I have many observations per period (thousands), but I have a field called period, so I'd like to use that somehow.
I would like to avoid taking averages of averages, so I don't want to reduce my data to 1 observation per period.
If I have 2 numeric variables: X and period, how can I generate a 6-period moving average over 50 periods?
I would also like to get moving standard errors in addition to that average.
Thank you
Here's a macro solution with proc means.
proc sql noprint;
select min(period) into :min_period TRIMMED
from have;
select max(period) into :max_period TRIMMED
from have;
quit;
%put &min_period;
%put &max_period;
options nomprint nosymbolgen;
%macro moving_summary(datain=, window=, dataout=);
*remove previous summary table;
proc sql;
drop table &dataout;
quit;
%do i=&min_period. %to %eval(&max_period.-&window.);
proc means data=&datain noprint;
var x;
where period between &i and %eval(&i. + &window. - 1);
output out=_temp mean=mean_x std=std_x stderr=stderr_x;
run;
data _temp;
set _temp;
start = &i;
end = &i + &window - 1;
run;
proc append base=&dataout data=_temp;
run;
proc sql;
drop table _temp;
quit;
%end;
%mend;
%moving_summary(datain=have, window=6, dataout=summary_stats);
You may want to provide a couple cases of data (with a few records per period not 1000's) of what the start and end result of this process may be.

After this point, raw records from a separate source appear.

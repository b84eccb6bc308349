//! Adjacency matrix chart

use super::svg::{num, BandScale, SvgCanvas};
use super::Margin;
use crate::network::{AdjacencyMatrix, NetworkView};

const MARGIN: Margin = Margin {
    top: 100.0,
    right: 50.0,
    bottom: 10.0,
    left: 100.0,
};

pub const PRESENT_COLOR: &str = "#4caf50";
pub const ABSENT_COLOR: &str = "#f5f5f5";
pub const HOVER_COLOR: &str = "#ff9800";

/// Draw the presence matrix of `view`; rows are sources, columns targets
pub fn render_matrix(view: &NetworkView, canvas: &mut SvgCanvas) {
    canvas.clear();

    let matrix = AdjacencyMatrix::build(view);
    let n = matrix.size();
    let x_scale = BandScale::new(n, canvas.width() - MARGIN.left - MARGIN.right, 0.1);
    let y_scale = BandScale::new(n, canvas.height() - MARGIN.top - MARGIN.bottom, 0.1);

    canvas
        .element("g")
        .attr("class", "matrix")
        .attr("transform", MARGIN.translate())
        .open();

    for (i, row) in matrix.rows().iter().enumerate() {
        for (j, &value) in row.iter().enumerate() {
            let tooltip = format!("От: {}\nК: {}", view.nodes[i].name, view.nodes[j].name);
            canvas
                .element("rect")
                .attr("class", "cell")
                .num("x", x_scale.position(j))
                .num("y", y_scale.position(i))
                .num("width", x_scale.bandwidth())
                .num("height", y_scale.bandwidth())
                .attr("fill", if value != 0 { PRESENT_COLOR } else { ABSENT_COLOR })
                .attr("stroke", "#fff")
                .title(&tooltip)
                .draw();
        }
    }

    for (j, node) in view.nodes.iter().enumerate() {
        let x = x_scale.position(j) + x_scale.bandwidth() / 2.0;
        canvas
            .element("text")
            .attr("class", "x-label")
            .num("x", x)
            .attr("y", -10)
            .attr("transform", format!("rotate(-45, {}, -10)", num(x)))
            .style("text-anchor", "end")
            .style("font-size", "8px")
            .text(&node.name)
            .draw();
    }

    for (i, node) in view.nodes.iter().enumerate() {
        canvas
            .element("text")
            .attr("class", "y-label")
            .attr("x", -10)
            .num("y", y_scale.position(i) + y_scale.bandwidth() / 2.0)
            .style("text-anchor", "end")
            .style("alignment-baseline", "middle")
            .style("font-size", "8px")
            .text(&node.name)
            .draw();
    }

    canvas.close();
}

#[cfg(test)]
mod tests {
    use super::*;
    use crate::entity::RelationKind;
    use crate::fixture::OrgData;
    use crate::network::RelationFilter;

    fn draw(filter: RelationFilter) -> String {
        let view = OrgData::sample().functional_relations_network().filtered(filter);
        let mut canvas = SvgCanvas::new(900.0, 600.0);
        render_matrix(&view, &mut canvas);
        canvas.finish()
    }

    #[test]
    fn grid_has_a_cell_per_pair() {
        let svg = draw(RelationFilter::All);
        assert_eq!(svg.matches(r#"class="cell""#).count(), 17 * 17);
        assert_eq!(svg.matches(PRESENT_COLOR).count(), 28);
        assert_eq!(svg.matches(r#"class="x-label""#).count(), 17);
        assert_eq!(svg.matches(r#"class="y-label""#).count(), 17);
    }

    #[test]
    fn filtered_matrix_marks_only_matching_pairs() {
        let svg = draw(RelationFilter::Kind(RelationKind::Mentoring));
        assert_eq!(svg.matches(PRESENT_COLOR).count(), 2);
    }

    #[test]
    fn cells_carry_endpoint_tooltips() {
        let svg = draw(RelationFilter::All);
        assert!(svg.contains("<title>От: Иванов Иван Иванович\nК: Петров Петр Петрович</title>"));
    }
}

Do you have access to SAS/ETS? That module has a number of timeseries related procedures for working with time structures and may help.
I have SAS/ETS
The data looks like this
period X
1 3
1 7
1 1
1 3
1 9
1 0
2 4
2 5
2 6
3 1
4 8
4 9
. . .
50 0
50 3
50 7
50 5
There are multiple observations of X per period.
I would like to calculate the mean and standard error of X during periods 1-6; then during periods 2-7; then during periods 3-8 … periods 45-50
I can do this with the data step, proc means, proc sql… macro.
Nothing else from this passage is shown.